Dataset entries
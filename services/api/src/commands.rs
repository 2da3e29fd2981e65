use crate::infra::build_alert_service;
use budget_alerts::alerts::{
    read_snapshots_from_path, AlertComponents, BudgetId, RecipientId, TokenClaims,
    TokenRejection, TokenVerification,
};
use budget_alerts::config::{AlertConfig, AppConfig};
use budget_alerts::error::AppError;
use budget_alerts::telemetry;
use chrono::{DateTime, Utc};
use clap::Args;
use serde::Serialize;
use std::path::PathBuf;

#[derive(Args, Debug)]
pub(crate) struct DispatchArgs {
    /// CSV export of budget snapshots
    #[arg(long)]
    pub(crate) snapshots: PathBuf,
    /// Override the configured SQLite ledger file
    #[arg(long)]
    pub(crate) ledger: Option<PathBuf>,
}

#[derive(Args, Debug)]
pub(crate) struct MintArgs {
    #[arg(long)]
    pub(crate) budget_id: i64,
    #[arg(long)]
    pub(crate) recipient_id: i64,
    /// Token lifetime; values below the minimum are raised to it
    #[arg(long)]
    pub(crate) ttl_seconds: Option<i64>,
}

#[derive(Args, Debug)]
pub(crate) struct VerifyArgs {
    /// Token taken from the `budgetToken` query parameter
    pub(crate) token: String,
}

#[derive(Debug, Serialize)]
#[serde(rename_all = "camelCase")]
pub(crate) struct MintedLink {
    pub(crate) link: String,
    pub(crate) token: String,
    pub(crate) expires_at: DateTime<Utc>,
}

#[derive(Debug, Serialize)]
#[serde(rename_all = "camelCase")]
pub(crate) struct VerificationOutput {
    pub(crate) valid: bool,
    #[serde(skip_serializing_if = "Option::is_none")]
    pub(crate) reason: Option<TokenRejection>,
    #[serde(skip_serializing_if = "Option::is_none")]
    pub(crate) claims: Option<TokenClaims>,
}

pub(crate) async fn run_dispatch(args: DispatchArgs) -> Result<(), AppError> {
    let mut config = AppConfig::load()?;
    telemetry::init(&config.telemetry)?;
    if let Some(ledger) = args.ledger {
        config.alerts.ledger_path = Some(ledger);
    }

    let snapshots = read_snapshots_from_path(&args.snapshots)?;
    let service = build_alert_service(&config.alerts)?;
    let report = service.run(snapshots, Utc::now()).await;

    print_json(&report.summary())
}

pub(crate) fn run_link_mint(args: MintArgs) -> Result<(), AppError> {
    let config = AppConfig::load()?;
    telemetry::init(&config.telemetry)?;

    let minted = mint_link(&config.alerts, &args, Utc::now())?;
    print_json(&minted)
}

pub(crate) fn run_link_verify(args: VerifyArgs) -> Result<(), AppError> {
    let config = AppConfig::load()?;
    telemetry::init(&config.telemetry)?;

    let output = verify_token(&config.alerts, &args.token, Utc::now())?;
    print_json(&output)
}

pub(crate) fn mint_link(
    config: &AlertConfig,
    args: &MintArgs,
    now: DateTime<Utc>,
) -> Result<MintedLink, AppError> {
    let components = AlertComponents::from_config(config)?;
    let budget_id = BudgetId(args.budget_id);
    let minted = components
        .codec
        .mint(budget_id, RecipientId(args.recipient_id), args.ttl_seconds, now)
        .map_err(|err| AppError::Alerts(err.into()))?;

    Ok(MintedLink {
        link: components.composer.access_link(budget_id, &minted.token),
        token: minted.token,
        expires_at: minted.expires_at,
    })
}

pub(crate) fn verify_token(
    config: &AlertConfig,
    token: &str,
    now: DateTime<Utc>,
) -> Result<VerificationOutput, AppError> {
    let components = AlertComponents::from_config(config)?;
    let output = match components.codec.verify(token, now) {
        TokenVerification::Valid(claims) => VerificationOutput {
            valid: true,
            reason: None,
            claims: Some(claims),
        },
        TokenVerification::Rejected(reason) => VerificationOutput {
            valid: false,
            reason: Some(reason),
            claims: None,
        },
    };
    Ok(output)
}

fn print_json<T: Serialize>(value: &T) -> Result<(), AppError> {
    let rendered = serde_json::to_string_pretty(value).map_err(std::io::Error::from)?;
    println!("{rendered}");
    Ok(())
}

EXERCISE DESCRIPTION:
The answer is every entry, repeated word for word.

WRITTEN RESPONSE:
filename services/api/src/commands.rs
repository 2da3e29fd2981e65
use crate::infra::build_alert_service;
use budget_alerts::alerts::{
    read_snapshots_from_path, AlertComponents, BudgetId, RecipientId, TokenClaims,
    TokenRejection, TokenVerification,
};
use budget_alerts::config::{AlertConfig, AppConfig};
use budget_alerts::error::AppError;
use budget_alerts::telemetry;
use chrono::{DateTime, Utc};
use clap::Args;
use serde::Serialize;
use std::path::PathBuf;

#[derive(Args, Debug)]
pub(crate) struct DispatchArgs {
    /// CSV export of budget snapshots
    #[arg(long)]
    pub(crate) snapshots: PathBuf,
    /// Override the configured SQLite ledger file
    #[arg(long)]
    pub(crate) ledger: Option<PathBuf>,
}

#[derive(Args, Debug)]
pub(crate) struct MintArgs {
    #[arg(long)]
    pub(crate) budget_id: i64,
    #[arg(long)]
    pub(crate) recipient_id: i64,
    /// Token lifetime; values below the minimum are raised to it
    #[arg(long)]
    pub(crate) ttl_seconds: Option<i64>,
}

#[derive(Args, Debug)]
pub(crate) struct VerifyArgs {
    /// Token taken from the `budgetToken` query parameter
    pub(crate) token: String,
}

#[derive(Debug, Serialize)]
#[serde(rename_all = "camelCase")]
pub(crate) struct MintedLink {
    pub(crate) link: String,
    pub(crate) token: String,
    pub(crate) expires_at: DateTime<Utc>,
}

#[derive(Debug, Serialize)]
#[serde(rename_all = "camelCase")]
pub(crate) struct VerificationOutput {
    pub(crate) valid: bool,
    #[serde(skip_serializing_if = "Option::is_none")]
    pub(crate) reason: Option<TokenRejection>,
    #[serde(skip_serializing_if = "Option::is_none")]
    pub(crate) claims: Option<TokenClaims>,
}

pub(crate) async fn run_dispatch(args: DispatchArgs) -> Result<(), AppError> {
    let mut config = AppConfig::load()?;
    telemetry::init(&config.telemetry)?;
    if let Some(ledger) = args.ledger {
        config.alerts.ledger_path = Some(ledger);
    }

    let snapshots = read_snapshots_from_path(&args.snapshots)?;
    let service = build_alert_service(&config.alerts)?;
    let report = service.run(snapshots, Utc::now()).await;

    print_json(&report.summary())
}

pub(crate) fn run_link_mint(args: MintArgs) -> Result<(), AppError> {
    let config = AppConfig::load()?;
    telemetry::init(&config.telemetry)?;

    let minted = mint_link(&config.alerts, &args, Utc::now())?;
    print_json(&minted)
}

pub(crate) fn run_link_verify(args: VerifyArgs) -> Result<(), AppError> {
    let config = AppConfig::load()?;
    telemetry::init(&config.telemetry)?;

    let output = verify_token(&config.alerts, &args.token, Utc::now())?;
    print_json(&output)
}

pub(crate) fn mint_link(
    config: &AlertConfig,
    args: &MintArgs,
    now: DateTime<Utc>,
) -> Result<MintedLink, AppError> {
    let components = AlertComponents::from_config(config)?;
    let budget_id = BudgetId(args.budget_id);
    let minted = components
        .codec
        .mint(budget_id, RecipientId(args.recipient_id), args.ttl_seconds, now)
        .map_err(|err| AppError::Alerts(err.into()))?;

    Ok(MintedLink {
        link: components.composer.access_link(budget_id, &minted.token),
        token: minted.token,
        expires_at: minted.expires_at,
    })
}

pub(crate) fn verify_token(
    config: &AlertConfig,
    token: &str,
    now: DateTime<Utc>,
) -> Result<VerificationOutput, AppError> {
    let components = AlertComponents::from_config(config)?;
    let output = match components.codec.verify(token, now) {
        TokenVerification::Valid(claims) => VerificationOutput {
            valid: true,
            reason: None,
            claims: Some(claims),
        },
        TokenVerification::Rejected(reason) => VerificationOutput {
            valid: false,
            reason: Some(reason),
            claims: None,
        },
    };
    Ok(output)
}

fn print_json<T: Serialize>(value: &T) -> Result<(), AppError> {
    let rendered = serde_json::to_string_pretty(value).map_err(std::io::Error::from)?;
    println!("{rendered}");
    Ok(())
}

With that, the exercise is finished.